3.8.Independent Investigation.  Investor has relied upon an independent investigation of SVII and has not relied upon any information or representations made by any third parties or upon any oral or written representations or assurances, express or implied, from the Sponsor or any representatives or agents of the Sponsor, other than as set forth in this Agreement. Investor is familiar with the business, operations and financial condition of SVII and has had an opportunity to ask questions of, and receive answers from SVII’s management concerning SVII and the terms and conditions of the proposed sale of the Assigned Securities and has had sufficient access to such other information concerning SVII as Investor has requested.
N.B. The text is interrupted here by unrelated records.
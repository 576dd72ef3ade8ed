//! CLI definitions for claimrunner.

use std::path::PathBuf;

use clap::{Parser, Subcommand};

/// claimrunner CLI.
#[derive(Parser)]
#[command(name = "claimrunner")]
#[command(about = "Sequential tab clicker with a persisted claimed-item set")]
#[command(version)]
pub(crate) struct Cli {
    /// Configuration file path
    #[arg(
        short,
        long,
        default_value = "~/.claimrunner/config.toml",
        env = "CLAIMRUNNER_CONFIG",
        global = true
    )]
    pub config: PathBuf,

    #[command(subcommand)]
    pub command: Option<Commands>,
}

#[derive(Subcommand)]
pub(crate) enum Commands {
    /// Run the control server in foreground (default)
    Serve {
        /// Server host (overrides server.host)
        #[arg(long)]
        host: Option<String>,

        /// Server port (overrides server.port)
        #[arg(long)]
        port: Option<u16>,
    },

    /// Process a list of URLs once and print the summary
    Run {
        /// File with one URL per line (`#id=<n>` annotations allowed)
        file: PathBuf,

        /// Open tabs in the background
        #[arg(long)]
        background: bool,
    },

    /// Inspect or edit the persisted claimed set
    Claimed {
        #[command(subcommand)]
        action: ClaimedAction,
    },

    /// Print recent links from the active tab that are not yet claimed
    Links,
}

#[derive(Subcommand)]
pub(crate) enum ClaimedAction {
    /// List claimed ids in ascending order
    List,

    /// Record an id as claimed
    Add {
        /// Item id
        id: String,
    },
}

#[cfg(test)]
mod tests {
    use super::*;

    #[test]
    fn test_default_command_is_none() {
        let cli = Cli::try_parse_from(["claimrunner"]).unwrap();
        assert!(cli.command.is_none());
    }

    #[test]
    fn test_parse_run() {
        let cli = Cli::try_parse_from(["claimrunner", "run", "urls.txt", "--background"]).unwrap();
        match cli.command {
            Some(Commands::Run { file, background }) => {
                assert_eq!(file, PathBuf::from("urls.txt"));
                assert!(background);
            }
            _ => panic!("expected run"),
        }
    }

    #[test]
    fn test_parse_claimed_add_with_global_config() {
        let cli =
            Cli::try_parse_from(["claimrunner", "claimed", "add", "42", "-c", "/tmp/c.toml"]).unwrap();
        assert_eq!(cli.config, PathBuf::from("/tmp/c.toml"));
        match cli.command {
            Some(Commands::Claimed {
                action: ClaimedAction::Add { id },
            }) => assert_eq!(id, "42"),
            _ => panic!("expected claimed add"),
        }
    }

    #[test]
    fn test_parse_serve_overrides() {
        let cli = Cli::try_parse_from(["claimrunner", "serve", "--port", "9000"]).unwrap();
        match cli.command {
            Some(Commands::Serve { host, port }) => {
                assert!(host.is_none());
                assert_eq!(port, Some(9000));
            }
            _ => panic!("expected serve"),
        }
    }
}
use super::*;
use std::time::Duration;

#[test]
fn test_default_config() {
    let config = Config::default();
    assert_eq!(config.server.host, "127.0.0.1");
    assert_eq!(config.server.port, 8787);
    assert_eq!(config.browser.debug_port, 9222);
    assert!(config.browser.launch);
    assert!(config.storage.watch);
    assert!(!config.scan.enable_on_start);
    assert!(config.scan.persist_page_claims);
}

#[test]
fn test_sequencer_durations() {
    let seq = SequencerConfig::default();
    assert_eq!(seq.load_timeout(), Duration::from_secs(30));
    assert_eq!(seq.result_timeout(), Duration::from_secs(5));
    assert_eq!(seq.capture_timeout(), Duration::from_secs(600));
    assert!(seq.result_poll() < Duration::from_secs(1));
}

#[test]
fn test_scan_interval() {
    let scan = ScanConfig::default();
    assert_eq!(scan.interval(), Duration::from_secs(30 * 60));
    assert_eq!(scan.target_host, "wplace.live");
}

#[test]
fn test_browser_endpoint() {
    let browser = BrowserConfig {
        debug_port: 9333,
        ..Default::default()
    };
    assert_eq!(browser.endpoint(), "http://localhost:9333");
    assert!(browser.resolved_profile_dir().ends_with("browser-profile"));
}

#[test]
fn test_storage_default_path() {
    let storage = StorageConfig::default();
    assert!(storage.resolved_path().ends_with(".claimrunner/claimed.json"));
}

#[test]
fn test_config_serialization_roundtrip() {
    let config = Config::default();
    let text = toml::to_string(&config).unwrap();
    let parsed: Config = toml::from_str(&text).unwrap();
    assert_eq!(parsed.server.port, config.server.port);
    assert_eq!(parsed.sequencer.tab_settle_ms, config.sequencer.tab_settle_ms);
}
Investor confirms that all documents that it has requested have been made available and that Investor has been supplied with all of the additional information concerning this investment which Investor has reasonably requested.

 

3.9.Organization and Authority.  If any entity, Investor is duly organized and existing under the laws of the jurisdiction in which it was organized and it possesses all requisite power and authority to acquire the Assigned Securities, enter into this Agreement and perform all the obligations required to be performed by Investor hereunder.

 

3.10.Non-U.S. Investor. If Investor is not a United States person (as defined by Section 7701(a)(30) of the U.S. Internal Revenue Code of 1986, as amended, and the regulations promulgated thereunder), Investor hereby represents that it has satisfied itself as to the full observance of the laws of its jurisdiction in connection with any invitation to subscribe for the Assigned Securities or any use of this Agreement, including (i) the legal requirements within its jurisdiction for the acquisition of the Assigned Securities, (ii) any foreign exchange restrictions applicable to such acquisition, (iii) any governmental or other consents that may need to be obtained, and (iv) the income tax and other tax consequences, if any, that may be relevant to the acquisition, holding, redemption, sale, or transfer of the Assigned Securities. Investor’s subscription and payment for and continued beneficial ownership of the Assigned Securities will not violate any applicable securities or other laws of Investor’s jurisdiction.

 

3.11.Authority. This Agreement has been validly authorized, executed and delivered by Investor and (assuming due authorization, execution and delivery by the Sponsor and SVII) is a valid and binding agreement of the Investor enforceable against the Investor in accordance with its terms, except as such enforceability may be limited by applicable bankruptcy, insolvency, fraudulent conveyance, moratorium, reorganization, or similar laws relating to, or affecting generally the enforcement of, creditors’ rights and remedies or by equitable principles of general application and except as enforcement of rights to indemnity and contribution may be limited by federal and state securities laws or principles of public policy.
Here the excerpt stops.